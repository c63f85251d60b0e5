//! KneeSpa Response Parser
//!
//! Decodes the report lines the rig's controller writes back:
//!
//! | Line | Event |
//! |---|---|
//! | `P<addr> <raw_position> [<raw_steps>]` | position report |
//! | `W<value>` | pressure report (lb) |
//! | `S<a> [<b> [<c> [<pressure>]]]` | status report |
//! | `G` | ready |
//! | `D` | done |
//! | `F<code>` | error |
//!
//! Reports may drop trailing fields; those are filled from the last reading
//! the parser has seen rather than zeroed.

use kneespa_core::{Actuator, CodecError, DeviceEvent};
use std::collections::HashMap;

#[derive(Debug, Clone, Copy, Default)]
struct StatusFields {
    a: i32,
    b: i32,
    c: i32,
    pressure: f64,
}

/// Stateful line decoder
#[derive(Debug, Default)]
pub struct ResponseParser {
    steps: HashMap<Actuator, i32>,
    status: StatusFields,
}

impl ResponseParser {
    /// Create a new parser with no remembered readings
    pub fn new() -> Self {
        Self::default()
    }

    /// Parse one line
    ///
    /// Blank lines yield `Ok(None)`.
    pub fn parse(&mut self, line: &str) -> Result<Option<DeviceEvent>, CodecError> {
        let line = line.trim();
        if line.is_empty() {
            return Ok(None);
        }

        let bad = |reason: &str| CodecError::malformed(line, reason);
        let mut chars = line.chars();
        let prefix = chars.next().ok_or_else(|| bad("empty line"))?;
        let body = chars.as_str();

        let event = match prefix {
            'G' if body.is_empty() => DeviceEvent::Ready,
            'D' if body.is_empty() => DeviceEvent::Done,
            'G' | 'D' => return Err(bad("unexpected payload")),
            'F' => DeviceEvent::Error {
                code: body.trim().parse().map_err(|_| bad("bad error code"))?,
            },
            'W' => {
                let value: f64 = body.trim().parse().map_err(|_| bad("bad pressure"))?;
                if !value.is_finite() {
                    return Err(bad("bad pressure"));
                }
                self.status.pressure = value;
                DeviceEvent::PressureReport { value }
            }
            'P' => self.parse_position(body).map_err(|reason| bad(reason))?,
            'S' => self.parse_status(body).map_err(|reason| bad(reason))?,
            _ => return Err(bad("unknown prefix")),
        };

        Ok(Some(event))
    }

    fn parse_position(&mut self, body: &str) -> Result<DeviceEvent, &'static str> {
        let fields: Vec<&str> = body.split_whitespace().collect();
        let (address, position, steps) = match fields.as_slice() {
            [address, position] => (*address, *position, None),
            [address, position, steps] => (*address, *position, Some(*steps)),
            _ => return Err("expected address, position and optional steps"),
        };

        let actuator = address
            .parse::<u8>()
            .ok()
            .and_then(Actuator::from_address)
            .ok_or("unknown actuator address")?;
        let raw_position: i32 = position.parse().map_err(|_| "bad position")?;
        let raw_steps: i32 = match steps {
            Some(s) => s.parse().map_err(|_| "bad step count")?,
            None => self.steps.get(&actuator).copied().unwrap_or_default(),
        };

        self.steps.insert(actuator, raw_steps);
        match actuator {
            Actuator::A => self.status.a = raw_position,
            Actuator::B => self.status.b = raw_position,
            Actuator::C => self.status.c = raw_steps,
            Actuator::D => {}
        }

        Ok(DeviceEvent::PositionReport {
            actuator,
            raw_position,
            raw_steps,
        })
    }

    fn parse_status(&mut self, body: &str) -> Result<DeviceEvent, &'static str> {
        let fields: Vec<&str> = body.split_whitespace().collect();
        if fields.is_empty() || fields.len() > 4 {
            return Err("expected one to four status fields");
        }

        let mut status = self.status;
        status.a = fields[0].parse().map_err(|_| "bad axial position")?;
        if let Some(b) = fields.get(1) {
            status.b = b.parse().map_err(|_| "bad horizontal position")?;
        }
        if let Some(c) = fields.get(2) {
            status.c = c.parse().map_err(|_| "bad lateral steps")?;
        }
        if let Some(p) = fields.get(3) {
            let pressure: f64 = p.parse().map_err(|_| "bad pressure")?;
            if !pressure.is_finite() {
                return Err("bad pressure");
            }
            status.pressure = pressure;
        }

        self.status = status;
        self.steps.insert(Actuator::C, status.c);

        Ok(DeviceEvent::StatusReport {
            a: status.a,
            b: status.b,
            c: status.c,
            pressure: status.pressure,
        })
    }
}
//! In-memory device link
//!
//! A [`LoopbackLink`] stands where a serial port would; the paired
//! [`LoopbackDevice`] plays the controller. Dropping the device side looks
//! to the transport like the cable being pulled.

use super::DeviceLink;
use std::io::{self, Read, Write};
use std::sync::mpsc::{self, Receiver, RecvTimeoutError, Sender};
use std::thread::JoinHandle;
use std::time::Duration;

const READ_TIMEOUT: Duration = Duration::from_millis(20);

/// Host side of an in-memory link
pub struct LoopbackLink {
    name: String,
    from_device: Receiver<Vec<u8>>,
    to_device: Sender<Vec<u8>>,
}

/// Device side of an in-memory link
pub struct LoopbackDevice {
    to_host: Sender<Vec<u8>>,
    from_host: Receiver<Vec<u8>>,
    pending: String,
}

/// Create a connected host/device pair
pub fn loopback(name: impl Into<String>) -> (LoopbackLink, LoopbackDevice) {
    let (to_host, from_device) = mpsc::channel();
    let (to_device, from_host) = mpsc::channel();
    (
        LoopbackLink {
            name: name.into(),
            from_device,
            to_device,
        },
        LoopbackDevice {
            to_host,
            from_host,
            pending: String::new(),
        },
    )
}

impl DeviceLink for LoopbackLink {
    fn name(&self) -> String {
        self.name.clone()
    }

    fn split(self: Box<Self>) -> io::Result<(Box<dyn Read + Send>, Box<dyn Write + Send>)> {
        let this = *self;
        Ok((
            Box::new(LoopbackReader {
                rx: this.from_device,
                pending: Vec::new(),
            }),
            Box::new(LoopbackWriter { tx: this.to_device }),
        ))
    }
}

struct LoopbackReader {
    rx: Receiver<Vec<u8>>,
    pending: Vec<u8>,
}

impl Read for LoopbackReader {
    fn read(&mut self, buf: &mut [u8]) -> io::Result<usize> {
        if self.pending.is_empty() {
            match self.rx.recv_timeout(READ_TIMEOUT) {
                Ok(bytes) => self.pending = bytes,
                Err(RecvTimeoutError::Timeout) => {
                    return Err(io::Error::new(io::ErrorKind::TimedOut, "no data"))
                }
                Err(RecvTimeoutError::Disconnected) => return Ok(0),
            }
        }
        let n = buf.len().min(self.pending.len());
        buf[..n].copy_from_slice(&self.pending[..n]);
        self.pending.drain(..n);
        Ok(n)
    }
}

struct LoopbackWriter {
    tx: Sender<Vec<u8>>,
}

impl Write for LoopbackWriter {
    fn write(&mut self, buf: &[u8]) -> io::Result<usize> {
        self.tx
            .send(buf.to_vec())
            .map_err(|_| io::Error::new(io::ErrorKind::BrokenPipe, "device side closed"))?;
        Ok(buf.len())
    }

    fn flush(&mut self) -> io::Result<()> {
        Ok(())
    }
}

impl LoopbackDevice {
    /// Write one line to the host; `\n` is appended
    pub fn send_line(&self, line: &str) -> io::Result<()> {
        self.send_raw(format!("{}\n", line).as_bytes())
    }

    /// Write raw bytes to the host
    pub fn send_raw(&self, bytes: &[u8]) -> io::Result<()> {
        self.to_host
            .send(bytes.to_vec())
            .map_err(|_| io::Error::new(io::ErrorKind::BrokenPipe, "host side closed"))
    }

    /// Next complete line written by the host, without its terminator
    ///
    /// Returns `None` on timeout or once the host side is gone.
    pub fn recv_line(&mut self, timeout: Duration) -> Option<String> {
        let deadline = std::time::Instant::now() + timeout;
        loop {
            if let Some(pos) = self.pending.find('\n') {
                let line: String = self.pending.drain(..=pos).collect();
                return Some(line.trim_end().to_string());
            }
            let remaining = deadline.saturating_duration_since(std::time::Instant::now());
            match self.from_host.recv_timeout(remaining) {
                Ok(bytes) => self.pending.push_str(&String::from_utf8_lossy(&bytes)),
                Err(_) => return None,
            }
        }
    }

    /// Answer every host line on a background thread
    ///
    /// The thread ends when the host side closes. Replies go out in order.
    pub fn serve<F>(mut self, mut responder: F) -> JoinHandle<()>
    where
        F: FnMut(&str) -> Vec<String> + Send + 'static,
    {
        std::thread::spawn(move || loop {
            match self.from_host.recv() {
                Ok(bytes) => {
                    self.pending.push_str(&String::from_utf8_lossy(&bytes));
                    while let Some(pos) = self.pending.find('\n') {
                        let line: String = self.pending.drain(..=pos).collect();
                        for reply in responder(line.trim_end()) {
                            if self.send_line(&reply).is_err() {
                                return;
                            }
                        }
                    }
                }
                Err(_) => return,
            }
        })
    }
}

#[cfg(test)]
mod tests {
    use super::*;

    #[test]
    fn test_bytes_cross_the_link() {
        let (link, mut device) = loopback("loop0");
        let (mut reader, mut writer) = Box::new(link).split().expect("split");

        writer.write_all(b"L6\n").expect("write");
        assert_eq!(device.recv_line(Duration::from_secs(1)).as_deref(), Some("L6"));

        device.send_line("G").expect("send");
        let mut buf = [0u8; 8];
        let n = reader.read(&mut buf).expect("read");
        assert_eq!(&buf[..n], b"G\n");
    }

    #[test]
    fn test_reader_times_out_then_sees_eof() {
        let (link, device) = loopback("loop0");
        let (mut reader, _writer) = Box::new(link).split().expect("split");

        let mut buf = [0u8; 8];
        let err = reader.read(&mut buf).expect_err("no data yet");
        assert_eq!(err.kind(), io::ErrorKind::TimedOut);

        drop(device);
        assert_eq!(reader.read(&mut buf).expect("eof"), 0);
    }
}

- - - - -

**EXERCISE DIRECTIONS:** Scan the lines above for the word "ErrorKind", then copy each line that has it.

**EXPECTED ANSWER:**
                    return Err(io::Error::new(io::ErrorKind::TimedOut, "no data"))
            .map_err(|_| io::Error::new(io::ErrorKind::BrokenPipe, "device side closed"))?;
            .map_err(|_| io::Error::new(io::ErrorKind::BrokenPipe, "host side closed"))
        assert_eq!(err.kind(), io::ErrorKind::TimedOut);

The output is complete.